Calculating your necessary ROAS often involves considering your profit margin per sale. If your gross profit margin is, say, 50%, a ROAS of 200% would mean you’re breaking even at the gross profit level. You’d need a higher ROAS to cover other operating expenses and net profit.
ROAS is an indispensable metric for any business running Google Ads, particularly those focused on driving direct sales. It provides a clear, immediate measure of advertising effectiveness, empowering smarter bidding decisions and ultimately driving more profitable growth for your business.
How Do You Find the Best Keywords for Google Ads?
Finding the “best” keywords for Google Ads is a strategic exercise distinct from organic SEO keyword research. For paid advertising, the focus shifts from broad visibility to commercial intent and conversion potential. The goal is to identify terms that potential customers use when they are ready to buy, book, or enquire, ensuring your ad spend is efficient and generates a positive return on investment.
Here’s a methodical approach to uncovering high-performing keywords for your Google Ads campaigns:
1. Define Your Specific Campaign Goals and Target Customer
Before any keyword research begins, articulate what you want your ads to achieve (e.g., direct sales, lead generation, app downloads).
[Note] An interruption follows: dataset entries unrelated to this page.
//! Raster drawing surface backed by an RGBA image buffer

use image::{Rgba, RgbaImage, imageops};
use std::ops::Range;

use crate::io::error::{KnotError, Result};

/// Rectangular block of pixels copied between canvases
pub type PixelBlock = RgbaImage;

/// Drawing surface consumed by the compositor
///
/// Coordinates passed to [`Canvas::fill_rect`] are device pixels and may be
/// fractional. Block operations work on whole pixels and copy verbatim.
pub trait Canvas {
    /// Canvas size as `(width, height)` in pixels
    fn dimensions(&self) -> (u32, u32);

    /// Paint an axis-aligned rectangle, clipped to the canvas
    fn fill_rect(&mut self, color: Rgba<u8>, x: f64, y: f64, width: f64, height: f64);

    /// Copy out a rectangular region
    ///
    /// # Errors
    ///
    /// Returns an error if the region does not lie entirely within the canvas
    fn read_block(&self, x: u32, y: u32, width: u32, height: u32) -> Result<PixelBlock>;

    /// Paste a block with its top-left corner at `(x, y)`
    ///
    /// # Errors
    ///
    /// Returns an error if the block does not fit entirely within the canvas
    fn write_block(&mut self, block: &PixelBlock, x: u32, y: u32) -> Result<()>;
}

/// In-memory opaque canvas
#[derive(Debug, Clone, PartialEq, Eq)]
pub struct PixelCanvas {
    image: RgbaImage,
}

impl PixelCanvas {
    /// Create a canvas filled with a single color
    pub fn new(width: u32, height: u32, fill: Rgba<u8>) -> Self {
        Self {
            image: RgbaImage::from_pixel(width, height, fill),
        }
    }

    /// Color of a single pixel, or `None` outside the canvas
    pub fn pixel(&self, x: u32, y: u32) -> Option<Rgba<u8>> {
        self.image.get_pixel_checked(x, y).copied()
    }

    /// Borrow the underlying image
    pub const fn image(&self) -> &RgbaImage {
        &self.image
    }

    /// Consume the canvas and return the underlying image
    pub fn into_image(self) -> RgbaImage {
        self.image
    }

    fn check_region(
        &self,
        operation: &'static str,
        x: u32,
        y: u32,
        width: u32,
        height: u32,
    ) -> Result<()> {
        let (canvas_width, canvas_height) = self.dimensions();
        let fits_x = x.checked_add(width).is_some_and(|end| end <= canvas_width);
        let fits_y = y.checked_add(height).is_some_and(|end| end <= canvas_height);

        if fits_x && fits_y {
            Ok(())
        } else {
            Err(KnotError::BlockOutOfBounds {
                operation,
                x,
                y,
                width,
                height,
                canvas: (canvas_width, canvas_height),
            })
        }
    }
}

impl Canvas for PixelCanvas {
    fn dimensions(&self) -> (u32, u32) {
        self.image.dimensions()
    }

    fn fill_rect(&mut self, color: Rgba<u8>, x: f64, y: f64, width: f64, height: f64) {
        let (canvas_width, canvas_height) = self.dimensions();
        let columns = covered_pixels(x, width, canvas_width);
        let rows = covered_pixels(y, height, canvas_height);

        for py in rows {
            for px in columns.clone() {
                if let Some(pixel) = self.image.get_pixel_mut_checked(px, py) {
                    *pixel = color;
                }
            }
        }
    }

    fn read_block(&self, x: u32, y: u32, width: u32, height: u32) -> Result<PixelBlock> {
        self.check_region("read block", x, y, width, height)?;
        Ok(imageops::crop_imm(&self.image, x, y, width, height).to_image())
    }

    fn write_block(&mut self, block: &PixelBlock, x: u32, y: u32) -> Result<()> {
        self.check_region("write block", x, y, block.width(), block.height())?;
        imageops::replace(&mut self.image, block, i64::from(x), i64::from(y));
        Ok(())
    }
}

/// Pixels along one axis whose centers fall inside `[start, start + extent)`
///
/// Using pixel centers makes abutting rectangles partition pixels exactly,
/// so fractional cell sizes never leave gaps or double-cover a pixel.
pub fn covered_pixels(start: f64, extent: f64, limit: u32) -> Range<u32> {
    if !start.is_finite() || !extent.is_finite() || extent <= 0.0 {
        return 0..0;
    }

    let first = (start - 0.5).ceil().max(0.0);
    let end = (start + extent - 0.5).ceil().min(f64::from(limit));

    if end <= first {
        0..0
    } else {
        (first as u32)..(end as u32)
    }
}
Understand your ideal paying customer:
- What problems do they have that your product/service solves?
- What language do they use when searching for solutions?
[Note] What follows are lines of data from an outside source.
//! Progress bar tracking tile rows stamped during a render

use indicatif::{ProgressBar, ProgressStyle};
use std::sync::LazyLock;

use crate::io::configuration::PROGRESS_BAR_WIDTH;

static ROW_STYLE: LazyLock<ProgressStyle> = LazyLock::new(|| {
    ProgressStyle::default_bar()
        .template(&format!(
            "{{msg}} [{{bar:{PROGRESS_BAR_WIDTH}.cyan/blue}}] {{pos}}/{{len}} rows"
        ))
        .unwrap_or_else(|_| ProgressStyle::default_bar())
        .progress_chars("█▉▊▋▌▍▎▏ ")
});

/// Optional progress display for a single render
///
/// When disabled every method is a no-op, so callers never branch on quiet mode.
pub struct RenderProgress {
    bar: Option<ProgressBar>,
}

impl RenderProgress {
    /// Create a progress display, or a silent one when `visible` is false
    pub fn new(visible: bool) -> Self {
        Self {
            bar: visible.then(|| ProgressBar::new(0)),
        }
    }

    /// Whether anything is being drawn
    pub const fn is_visible(&self) -> bool {
        self.bar.is_some()
    }

    /// Configure the bar for a render with `rows` tile rows
    pub fn start(&self, label: &str, rows: usize) {
        if let Some(bar) = &self.bar {
            bar.set_style(ROW_STYLE.clone());
            bar.set_length(rows as u64);
            bar.set_position(0);
            bar.set_message(label.to_string());
        }
    }

    /// Record one more stamped row
    pub fn advance(&self) {
        if let Some(bar) = &self.bar {
            bar.inc(1);
        }
    }

    /// Rows recorded so far, or `None` when disabled
    pub fn position(&self) -> Option<u64> {
        self.bar.as_ref().map(ProgressBar::position)
    }

    /// Remove the bar from the terminal
    pub fn finish(&self) {
        if let Some(bar) = &self.bar {
            bar.finish_and_clear();
        }
    }
}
- What are their “buying signals” or transactional phrases? This is crucial for paid search.
2. Brainstorm Seed Keywords from Your Perspective (and Your Customer’s)
Start with a broad list of terms related to your business:
- Your Products/Services: (e.g., “noise-cancelling headphones,” “emergency plumber Melbourne”).
- Brand Names: (Your own brand, competitor brands).
- Problem/Solution Terms: (e.g., “blocked drain repair,” “stop snoring solution”).
- Action-Oriented Verbs: “buy,” “price,” “cost,” “hire,” “service,” “quote,” “near me,” “download.” These terms often indicate high commercial intent.
3. Leverage Google Ads Keyword Planner (Your Primary Tool)
The Google Ads Keyword Planner is an indispensable, free tool for paid search.
- Discover New Keywords: Enter your seed keywords or website URL, and the Planner will generate hundreds of related ideas, including long-tail variations (more specific, multi-word phrases).
- Volume & Competition: View average monthly searches to gauge demand and a “Competition” rating (Low, Medium, High), which indicates how many other advertisers are bidding on that keyword. For paid search, “High” competition usually means higher bids.
- Top of Page Bid (Low/High Range): This is critical. It provides an estimated Cost-Per-Click (CPC) range you might pay to appear at the top of the search results for that keyword. This directly informs your budget and profitability calculations.
- Negative Keywords: Identify terms you don’t want to bid on (e.g., “free,” “cheap” if you sell premium products, or competitor names unless explicitly targeted).
4. Analyse Competitor Strategies
Use competitor analysis tools (like Semrush, Ahrefs) to see which keywords your rivals are successfully bidding on. This can uncover profitable keywords you might have overlooked and provide insights into their ad copy and landing page strategies.
5. Prioritise Based on Search Intent and Commercial Value
This is where “best” comes into play for Google Ads:
- Transactional Intent: Keywords like “buy running shoes online,” “plumber call out fee,” or “website design quote” are gold. Users searching these terms are often ready to convert. Prioritise these.
- Commercial Investigation Intent: Terms like “best running shoes,” “compare plumbers,” or “website design agency reviews” indicate users researching before a purchase. These are valuable but may require different ad copy and landing pages.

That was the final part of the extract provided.